Going line by line through the entries below, tally those that hold the string "PickupMode". Give only the total.

[Saved entries]

-.-.-

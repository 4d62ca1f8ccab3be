//! Application startup and lifecycle management.

use std::sync::Arc;

use axum::{
    routing::{get, post},
    Router,
};
use mongodb::{options::ClientOptions, Client};
use secrecy::ExposeSecret;
use tower_http::trace::TraceLayer;

use crate::config::Config;
use crate::handlers;
use crate::pricing::PricingEngine;
use crate::services::{
    init_metrics, BookingService, BookingStore, MongoStore, PaymentReconciler, RazorpayClient,
};

/// Shared application state.
#[derive(Clone)]
pub struct AppState {
    pub config: Config,
    pub store: Arc<dyn BookingStore>,
    pub razorpay: RazorpayClient,
    pub bookings: BookingService,
    pub reconciler: PaymentReconciler,
}

impl AppState {
    /// Wire the services over any store implementation. Production uses
    /// MongoDB; tests drive the same wiring with an in-memory store.
    pub fn new(config: Config, store: Arc<dyn BookingStore>) -> Self {
        let razorpay = RazorpayClient::new(config.razorpay.clone());
        let pricing = PricingEngine::new(&config.pricing);
        let bookings = BookingService::new(
            store.clone(),
            pricing,
            config.pricing.currency.clone(),
        );
        let reconciler = PaymentReconciler::new(store.clone(), razorpay.clone());

        Self {
            config,
            store,
            razorpay,
            bookings,
            reconciler,
        }
    }
}

pub fn router(state: AppState) -> Router {
    Router::new()
        .route("/health", get(handlers::health_check))
        .route("/ready", get(handlers::readiness_check))
        .route("/metrics", get(handlers::metrics))
        // Booking endpoints
        .route(
            "/bookings",
            post(handlers::bookings::create_booking).get(handlers::bookings::list_bookings),
        )
        .route("/bookings/:id", get(handlers::bookings::get_booking))
        .route("/bookings/:id/cancel", post(handlers::bookings::cancel_booking))
        .route("/bookings/:id/pickup", post(handlers::bookings::confirm_pickup))
        .route("/bookings/:id/dropoff", post(handlers::bookings::confirm_dropoff))
        .route("/bookings/:id/payments", get(handlers::bookings::booking_payments))
        // Payment endpoints
        .route("/bookings/:id/payments/order", post(handlers::payments::open_order))
        .route("/payments/verify", post(handlers::payments::verify_payment))
        .route("/payments/failure", post(handlers::payments::payment_failure))
        .route("/webhooks/razorpay", post(handlers::payments::webhook))
        .layer(
            TraceLayer::new_for_http().make_span_with(|request: &axum::http::Request<_>| {
                let request_id = request
                    .headers()
                    .get("x-request-id")
                    .and_then(|value| value.to_str().ok())
                    .unwrap_or("-");

                tracing::info_span!(
                    "http_request",
                    request_id = %request_id,
                    method = %request.method(),
                    uri = %request.uri(),
                )
            }),
        )
        .with_state(state)
}

pub struct Application {
    listener: tokio::net::TcpListener,
    router: Router,
    port: u16,
}

impl Application {
    /// Build the production application: MongoDB-backed store, indexes
    /// initialized, metrics recorder installed.
    pub async fn build(config: Config) -> anyhow::Result<Self> {
        let mut client_options = ClientOptions::parse(config.database.url.expose_secret()).await?;
        client_options.app_name = Some(config.service_name.clone());

        let client = Client::with_options(client_options)?;
        let db = client.database(&config.database.db_name);

        let store = MongoStore::new(&db);
        store.init_indexes().await?;

        init_metrics();

        let state = AppState::new(config, Arc::new(store));

        if state.razorpay.is_configured() {
            tracing::info!("Razorpay client initialized");
        } else {
            tracing::warn!("Razorpay credentials not configured - payment features will be limited");
        }

        Self::with_state(state).await
    }

    /// Bind a listener and assemble the router for the given state.
    pub async fn with_state(state: AppState) -> anyhow::Result<Self> {
        let addr = format!("{}:{}", state.config.server.host, state.config.server.port);
        let listener = tokio::net::TcpListener::bind(&addr).await?;
        let port = listener.local_addr()?.port();
        let router = router(state);

        Ok(Self {
            listener,
            router,
            port,
        })
    }

    pub fn port(&self) -> u16 {
        self.port
    }

    pub async fn run_until_stopped(self) -> anyhow::Result<()> {
        tracing::info!("Listening on {}", self.listener.local_addr()?);
        axum::serve(self.listener, self.router).await?;
        Ok(())
    }
}
pub mod config;
pub mod dtos;
pub mod error;
pub mod handlers;
pub mod middleware;
pub mod models;
pub mod pricing;
pub mod services;
pub mod startup;

pub use startup::{AppState, Application};
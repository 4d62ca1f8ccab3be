//! Rental pricing engine.
//!
//! Pure quote computation: no I/O, no state, identical input always yields
//! an identical quote. All amounts are integer minor units (paise for INR)
//! and percentage rates are basis points, so rounding is explicit and
//! floating point never touches currency.

use serde::{Deserialize, Serialize};

use crate::config::PricingConfig;
use crate::error::BookingError;

/// Enumerated rental length options. Each tier has its own pricing rule.
#[derive(Debug, Clone, Copy, PartialEq, Eq, Serialize, Deserialize)]
pub enum DurationTier {
    /// Single day rental at the published daily rate.
    OneDay,
    /// Seven day rental at the published weekly rate (or 7x daily as a
    /// fallback), with the weekly discount applied.
    SevenDay,
}

impl DurationTier {
    /// Parse the tier from its wire representation. Anything outside the
    /// enumerated set is rejected, never silently defaulted.
    pub fn parse(value: &str) -> Result<Self, BookingError> {
        match value {
            "1-day" => Ok(Self::OneDay),
            "7-day" => Ok(Self::SevenDay),
            other => Err(BookingError::InvalidDurationTier(other.to_string())),
        }
    }

    pub fn as_str(&self) -> &'static str {
        match self {
            Self::OneDay => "1-day",
            Self::SevenDay => "7-day",
        }
    }

    /// Rental length in days.
    pub fn days(&self) -> i64 {
        match self {
            Self::OneDay => 1,
            Self::SevenDay => 7,
        }
    }
}

impl std::fmt::Display for DurationTier {
    fn fmt(&self, f: &mut std::fmt::Formatter<'_>) -> std::fmt::Result {
        write!(f, "{}", self.as_str())
    }
}

/// Published rates for one bike, in minor units.
#[derive(Debug, Clone, Serialize, Deserialize)]
pub struct RentalOffer {
    pub bike_id: String,
    /// Daily rate in minor units.
    pub daily_rate: i64,
    /// Published weekly rate in minor units, if the owner publishes one.
    pub weekly_rate: Option<i64>,
}

/// A computed quote, fixed at booking creation and never recomputed.
#[derive(Debug, Clone, Copy, PartialEq, Eq, Serialize, Deserialize)]
pub struct Quote {
    pub base: i64,
    pub discount: i64,
    pub tax: i64,
    pub total: i64,
}

/// Quote calculator configured with the published tax and discount rates.
#[derive(Debug, Clone)]
pub struct PricingEngine {
    tax_rate_bps: i64,
    weekly_discount_bps: i64,
}

impl PricingEngine {
    pub fn new(config: &PricingConfig) -> Self {
        Self {
            tax_rate_bps: config.tax_rate_bps,
            weekly_discount_bps: config.weekly_discount_bps,
        }
    }

    /// Compute the payable amount for an offer at the selected tier.
    ///
    /// 1-day: base = daily rate, no discount.
    /// 7-day: base = weekly rate, falling back to 7x the daily rate when no
    /// weekly rate is published; the discount is applied after the fallback
    /// substitution. Tax is charged on (base - discount).
    pub fn quote(&self, offer: &RentalOffer, tier: DurationTier) -> Result<Quote, BookingError> {
        if offer.daily_rate < 0 || offer.weekly_rate.is_some_and(|r| r < 0) {
            return Err(BookingError::InvalidRate);
        }

        // Rates arrive from the request path, so an absurdly large rate must
        // surface as InvalidRate rather than wrap the quote around i64.
        let (base, discount) = match tier {
            DurationTier::OneDay => (offer.daily_rate, 0),
            DurationTier::SevenDay => {
                let base = match offer.weekly_rate {
                    Some(weekly) => weekly,
                    None => offer
                        .daily_rate
                        .checked_mul(7)
                        .ok_or(BookingError::InvalidRate)?,
                };
                let discount =
                    apply_bps(base, self.weekly_discount_bps).ok_or(BookingError::InvalidRate)?;
                (base, discount)
            }
        };

        let tax =
            apply_bps(base - discount, self.tax_rate_bps).ok_or(BookingError::InvalidRate)?;
        let total = (base - discount)
            .checked_add(tax)
            .ok_or(BookingError::InvalidRate)?;

        Ok(Quote {
            base,
            discount,
            tax,
            total,
        })
    }
}

/// Multiply an amount by a basis-point rate, rounding half up to the
/// nearest minor unit. `None` when the intermediate product overflows.
fn apply_bps(amount: i64, rate_bps: i64) -> Option<i64> {
    Some((amount.checked_mul(rate_bps)?.checked_add(5_000)?) / 10_000)
}
//! Booking workflow: quote-and-create plus status transitions.

use std::sync::Arc;

use mongodb::bson::DateTime;
use uuid::Uuid;

use crate::error::BookingError;
use crate::models::booking::{Actor, BookingRecord, BookingStatus, PickupMode};
use crate::models::payment::PaymentLedgerEntry;
use crate::pricing::{DurationTier, PricingEngine, RentalOffer};
use crate::services::metrics;
use crate::services::store::BookingStore;

/// Validated input for creating a booking. The rate fields come from the
/// catalog; the quote is computed here and frozen on the record.
#[derive(Debug, Clone)]
pub struct CreateBooking {
    pub customer_id: String,
    pub offer: RentalOffer,
    pub tier: DurationTier,
    pub pickup_at: DateTime,
    pub pickup_mode: PickupMode,
}

#[derive(Clone)]
pub struct BookingService {
    store: Arc<dyn BookingStore>,
    pricing: PricingEngine,
    currency: String,
}

impl BookingService {
    pub fn new(store: Arc<dyn BookingStore>, pricing: PricingEngine, currency: String) -> Self {
        Self {
            store,
            pricing,
            currency,
        }
    }

    /// Quote the offer and persist the booking in PENDING_PAYMENT with the
    /// quoted amounts frozen. The drop-off time follows from the tier.
    pub async fn create_booking(&self, input: CreateBooking) -> Result<BookingRecord, BookingError> {
        let quote = self.pricing.quote(&input.offer, input.tier)?;

        let drop_at = DateTime::from_millis(
            input.pickup_at.timestamp_millis() + input.tier.days() * 86_400_000,
        );

        let booking = BookingRecord::new(
            input.customer_id,
            input.offer.bike_id.clone(),
            input.tier,
            input.pickup_at,
            drop_at,
            input.pickup_mode,
            quote,
            self.currency.clone(),
        );

        self.store.insert_booking(booking.clone()).await?;

        tracing::info!(
            booking_id = %booking.id,
            bike_id = %booking.bike_id,
            tier = %booking.duration_tier,
            total = booking.total_amount,
            "booking created"
        );

        Ok(booking)
    }

    pub async fn get_booking(&self, id: Uuid) -> Result<BookingRecord, BookingError> {
        self.store
            .get_booking(id)
            .await?
            .ok_or(BookingError::BookingNotFound)
    }

    pub async fn list_bookings(
        &self,
        status: Option<BookingStatus>,
        limit: i64,
        offset: u64,
    ) -> Result<(Vec<BookingRecord>, i64), BookingError> {
        Ok(self.store.list_bookings(status, limit, offset).await?)
    }

    /// Cancel before pickup. Legal from PENDING_PAYMENT or CONFIRMED for
    /// both customers and administrators; any still-open payment order is
    /// expired as part of the same transition.
    pub async fn cancel(&self, id: Uuid, actor: Actor) -> Result<BookingRecord, BookingError> {
        let booking = self.transition(id, BookingStatus::Cancelled, actor).await?;

        let expired = self.store.expire_open_orders(id).await?;
        if expired > 0 {
            tracing::info!(booking_id = %id, expired, "open payment orders expired on cancellation");
        }

        Ok(booking)
    }

    /// Administrative pickup confirmation: CONFIRMED -> ONGOING.
    pub async fn confirm_pickup(&self, id: Uuid, actor: Actor) -> Result<BookingRecord, BookingError> {
        self.transition(id, BookingStatus::Ongoing, actor).await
    }

    /// Administrative drop-off confirmation: ONGOING -> COMPLETED.
    pub async fn confirm_dropoff(
        &self,
        id: Uuid,
        actor: Actor,
    ) -> Result<BookingRecord, BookingError> {
        self.transition(id, BookingStatus::Completed, actor).await
    }

    /// Payment attempt history for the admin payments view.
    pub async fn ledger(&self, booking_id: Uuid) -> Result<Vec<PaymentLedgerEntry>, BookingError> {
        // 404 for a booking that never existed, empty history otherwise.
        self.get_booking(booking_id).await?;
        Ok(self.store.list_ledger_entries(booking_id).await?)
    }

    /// Apply one state-machine edge with an optimistic, state-checked
    /// write: the table is checked against the status read here, and the
    /// store only commits while that status still holds.
    async fn transition(
        &self,
        id: Uuid,
        to: BookingStatus,
        actor: Actor,
    ) -> Result<BookingRecord, BookingError> {
        let booking = self.get_booking(id).await?;
        let from = booking.status;

        from.transition_to(to, actor)?;

        let applied = self.store.transition_booking(id, from, to).await?;
        if !applied {
            // Lost the race: re-check under the current status so callers
            // get IllegalStateTransition when the new state forbids the
            // edge, and StaleBookingState only for a genuine interleaving.
            let current = self.get_booking(id).await?.status;
            current.transition_to(to, actor)?;
            return Err(BookingError::StaleBookingState);
        }

        metrics::record_booking_transition(from.as_str(), to.as_str());
        tracing::info!(booking_id = %id, from = %from, to = %to, "booking transitioned");

        self.get_booking(id).await
    }
}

-.-.-

SOLVED PROBLEM. 2